//! MCP protocol types and JSON-RPC envelope codec.
//!
//! Implements the subset of the JSON-RPC based MCP protocol needed to verify
//! a server: `initialize`, `notifications/initialized` and `tools/list`.
//! See: <https://spec.modelcontextprotocol.io/>

use crate::error::{McpError, McpResult};
use serde::de::DeserializeOwned;
use serde::{Deserialize, Serialize};
use serde_json::Value;

/// MCP protocol version sent in `initialize`.
pub const PROTOCOL_VERSION: &str = "2024-11-05";

/// Method names used by the verifier.
pub const METHOD_INITIALIZE: &str = "initialize";
pub const METHOD_INITIALIZED: &str = "notifications/initialized";
pub const METHOD_TOOLS_LIST: &str = "tools/list";

/// JSON-RPC request (or notification if id is None).
#[derive(Debug, Clone, Serialize, Deserialize)]
pub struct JsonRpcRequest {
    pub jsonrpc: String,
    /// Request ID. None for notifications (which don't expect a response).
    #[serde(skip_serializing_if = "Option::is_none")]
    pub id: Option<u64>,
    pub method: String,
    #[serde(skip_serializing_if = "Option::is_none")]
    pub params: Option<Value>,
}

impl JsonRpcRequest {
    /// Create a new JSON-RPC request.
    pub fn new(id: u64, method: impl Into<String>, params: Option<Value>) -> Self {
        Self {
            jsonrpc: "2.0".to_string(),
            id: Some(id),
            method: method.into(),
            params,
        }
    }

    /// Create a new JSON-RPC notification.
    pub fn notification(method: impl Into<String>) -> Self {
        Self {
            jsonrpc: "2.0".to_string(),
            id: None,
            method: method.into(),
            params: None,
        }
    }

    /// Check if this is a notification (no response expected).
    pub fn is_notification(&self) -> bool {
        self.id.is_none()
    }
}

/// JSON-RPC response.
#[derive(Debug, Clone, Serialize, Deserialize)]
pub struct JsonRpcResponse {
    #[serde(default)]
    pub jsonrpc: String,
    /// Servers may echo the id as a number or a string.
    #[serde(default)]
    pub id: Value,
    #[serde(skip_serializing_if = "Option::is_none")]
    pub result: Option<Value>,
    #[serde(skip_serializing_if = "Option::is_none")]
    pub error: Option<JsonRpcError>,
}

impl JsonRpcResponse {
    /// Whether this response answers the request with `id`.
    pub fn matches(&self, id: u64) -> bool {
        match &self.id {
            Value::Number(n) => n.as_u64() == Some(id),
            Value::String(s) => s.parse::<u64>().ok() == Some(id),
            _ => false,
        }
    }

    /// Extract the typed `result`, turning a JSON-RPC `error` into a protocol error.
    pub fn into_result<T: DeserializeOwned>(self, method: &str) -> McpResult<T> {
        if let Some(error) = self.error {
            return Err(McpError::protocol(format!(
                "{method} failed ({}): {}",
                error.code, error.message
            )));
        }
        let result = self
            .result
            .ok_or_else(|| McpError::protocol(format!("missing {method} result")))?;
        serde_json::from_value(result)
            .map_err(|e| McpError::protocol(format!("invalid {method} result: {e}")))
    }
}

/// JSON-RPC error.
#[derive(Debug, Clone, Serialize, Deserialize)]
pub struct JsonRpcError {
    pub code: i64,
    pub message: String,
    #[serde(skip_serializing_if = "Option::is_none")]
    pub data: Option<Value>,
}

/// Per-session request id generator.
///
/// Every id handed out by one generator is distinct and increasing.
#[derive(Debug)]
pub struct RequestIds {
    next: u64,
}

impl RequestIds {
    pub fn new() -> Self {
        Self { next: 1 }
    }

    pub fn next_id(&mut self) -> u64 {
        let id = self.next;
        self.next += 1;
        id
    }
}

impl Default for RequestIds {
    fn default() -> Self {
        Self::new()
    }
}

/// MCP initialization parameters.
#[derive(Debug, Clone, Serialize, Deserialize)]
#[serde(rename_all = "camelCase")]
pub struct InitializeParams {
    pub protocol_version: String,
    pub capabilities: Value,
    pub client_info: ClientInfo,
}

impl Default for InitializeParams {
    fn default() -> Self {
        Self {
            protocol_version: PROTOCOL_VERSION.to_string(),
            capabilities: Value::Object(Default::default()),
            client_info: ClientInfo::default(),
        }
    }
}

/// Client info.
#[derive(Debug, Clone, Serialize, Deserialize)]
pub struct ClientInfo {
    pub name: String,
    pub version: String,
}

impl Default for ClientInfo {
    fn default() -> Self {
        Self {
            name: "mcpscout".to_string(),
            version: env!("CARGO_PKG_VERSION").to_string(),
        }
    }
}

/// MCP initialization result.
///
/// Capabilities are kept verbatim; the verifier reports them, it does not
/// interpret them.
#[derive(Debug, Clone, Serialize, Deserialize)]
#[serde(rename_all = "camelCase")]
pub struct InitializeResult {
    #[serde(default)]
    pub protocol_version: Option<String>,
    #[serde(default)]
    pub capabilities: Option<Value>,
    #[serde(default)]
    pub server_info: Option<ServerInfo>,
}

/// Server info.
#[derive(Debug, Clone, PartialEq, Eq, Serialize, Deserialize)]
pub struct ServerInfo {
    pub name: String,
    #[serde(default, skip_serializing_if = "Option::is_none")]
    pub version: Option<String>,
}

/// MCP tool definition.
#[derive(Debug, Clone, Serialize, Deserialize)]
#[serde(rename_all = "camelCase")]
pub struct McpTool {
    /// Tool name.
    pub name: String,
    /// Tool description.
    #[serde(default, skip_serializing_if = "Option::is_none")]
    pub description: Option<String>,
    /// JSON Schema for the tool's input.
    #[serde(default, skip_serializing_if = "Option::is_none")]
    pub input_schema: Option<Value>,
}

/// List tools result.
#[derive(Debug, Clone, Serialize, Deserialize)]
#[serde(rename_all = "camelCase")]
pub struct ListToolsResult {
    #[serde(default)]
    pub tools: Vec<McpTool>,
    #[serde(default, skip_serializing_if = "Option::is_none")]
    pub next_cursor: Option<String>,
}

/// Build the `initialize` request.
pub fn initialize_request(id: u64) -> JsonRpcRequest {
    let params = serde_json::to_value(InitializeParams::default()).ok();
    JsonRpcRequest::new(id, METHOD_INITIALIZE, params)
}

/// Build the `notifications/initialized` notification.
pub fn initialized_notification() -> JsonRpcRequest {
    JsonRpcRequest::notification(METHOD_INITIALIZED)
}

/// Build a `tools/list` request, optionally continuing from a cursor.
pub fn tools_list_request(id: u64, cursor: Option<&str>) -> JsonRpcRequest {
    let params = cursor.map(|c| serde_json::json!({ "cursor": c }));
    JsonRpcRequest::new(id, METHOD_TOOLS_LIST, params)
}

/// Encode a message as one newline-terminated line.
pub fn encode_line(request: &JsonRpcRequest) -> McpResult<String> {
    let mut line = serde_json::to_string(request)?;
    line.push('\n');
    Ok(line)
}

/// Decode `text` as the response to request `id`.
///
/// Returns `None` for malformed JSON, for server-initiated requests and
/// notifications, and for responses to a different id.
pub fn decode_response(text: &str, id: u64) -> Option<JsonRpcResponse> {
    let value: Value = serde_json::from_str(text.trim()).ok()?;
    decode_value(value, id)
}

/// Like [`decode_response`], for an already parsed message.
pub fn decode_value(value: Value, id: u64) -> Option<JsonRpcResponse> {
    let object = value.as_object()?;
    if object.contains_key("method") {
        return None;
    }
    if !object.contains_key("result") && !object.contains_key("error") {
        return None;
    }
    let response: JsonRpcResponse = serde_json::from_value(value).ok()?;
    response.matches(id).then_some(response)
}

#[cfg(test)]
mod tests {
    use super::*;

    #[test]
    fn test_json_rpc_request_serialization() {
        let req = initialize_request(7);
        let json = serde_json::to_string(&req).unwrap();
        assert!(json.contains("\"jsonrpc\":\"2.0\""));
        assert!(json.contains("\"id\":7"));
        assert!(json.contains("\"method\":\"initialize\""));
        assert!(json.contains("\"protocolVersion\":\"2024-11-05\""));
        assert!(json.contains("\"clientInfo\":{\"name\":\"mcpscout\""));
    }

    #[test]
    fn test_notification_has_no_id() {
        let note = initialized_notification();
        assert!(note.is_notification());
        let json = serde_json::to_string(&note).unwrap();
        assert!(!json.contains("\"id\""));
        assert!(json.contains("notifications/initialized"));
    }

    #[test]
    fn test_tools_list_cursor() {
        let first = tools_list_request(2, None);
        assert!(first.params.is_none());
        let next = tools_list_request(3, Some("page-2"));
        assert_eq!(next.params.unwrap()["cursor"], "page-2");
    }

    #[test]
    fn test_encode_line_is_single_line() {
        let line = encode_line(&initialize_request(1)).unwrap();
        assert!(line.ends_with('\n'));
        assert_eq!(line.matches('\n').count(), 1);
    }

    #[test]
    fn test_request_ids_are_distinct() {
        let mut ids = RequestIds::new();
        let a = ids.next_id();
        let b = ids.next_id();
        let c = ids.next_id();
        assert!(a < b && b < c);
    }

    #[test]
    fn test_decode_matching_response() {
        let text =
            r#"{"jsonrpc":"2.0","id":3,"result":{"serverInfo":{"name":"fs","version":"1.2"}}}"#;
        let response = decode_response(text, 3).expect("response");
        let init: InitializeResult = response.into_result(METHOD_INITIALIZE).unwrap();
        assert_eq!(
            init.server_info,
            Some(ServerInfo {
                name: "fs".to_string(),
                version: Some("1.2".to_string())
            })
        );
    }

    #[test]
    fn test_decode_string_id() {
        let text = r#"{"jsonrpc":"2.0","id":"4","result":{}}"#;
        assert!(decode_response(text, 4).is_some());
    }

    #[test]
    fn test_decode_rejects_mismatch_and_garbage() {
        let text = r#"{"jsonrpc":"2.0","id":9,"result":{}}"#;
        assert!(decode_response(text, 1).is_none());
        assert!(decode_response("Server listening on stdio", 1).is_none());
        assert!(decode_response("{\"jsonrpc\":", 1).is_none());
        assert!(decode_response("[1,2,3]", 1).is_none());
    }

    #[test]
    fn test_decode_ignores_server_requests() {
        let text = r#"{"jsonrpc":"2.0","id":1,"method":"roots/list"}"#;
        assert!(decode_response(text, 1).is_none());
        let note = r#"{"jsonrpc":"2.0","method":"notifications/message","params":{}}"#;
        assert!(decode_response(note, 1).is_none());
    }

    #[test]
    fn test_error_response_becomes_protocol_error() {
        let text = r#"{"jsonrpc":"2.0","id":1,"error":{"code":-32601,"message":"nope"}}"#;
        let response = decode_response(text, 1).unwrap();
        let err = response
            .into_result::<InitializeResult>(METHOD_INITIALIZE)
            .unwrap_err();
        assert_eq!(err.to_string(), "protocol error: initialize failed (-32601): nope");
    }

    #[test]
    fn test_list_tools_result_lenient() {
        let result: ListToolsResult = serde_json::from_value(serde_json::json!({
            "tools": [
                {"name": "read_file", "description": "Read", "inputSchema": {"type": "object"}},
                {"name": "bare"}
            ],
            "nextCursor": "abc"
        }))
        .unwrap();
        assert_eq!(result.tools.len(), 2);
        assert!(result.tools[1].description.is_none());
        assert_eq!(result.next_cursor.as_deref(), Some("abc"));
    }
}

- - -

> TASK GOAL
From the data above, copy each line where the string "format" appears.

> WRITTEN ANSWER
            return Err(McpError::protocol(format!(
            .ok_or_else(|| McpError::protocol(format!("missing {method} result")))?;
            .map_err(|e| McpError::protocol(format!("invalid {method} result: {e}")))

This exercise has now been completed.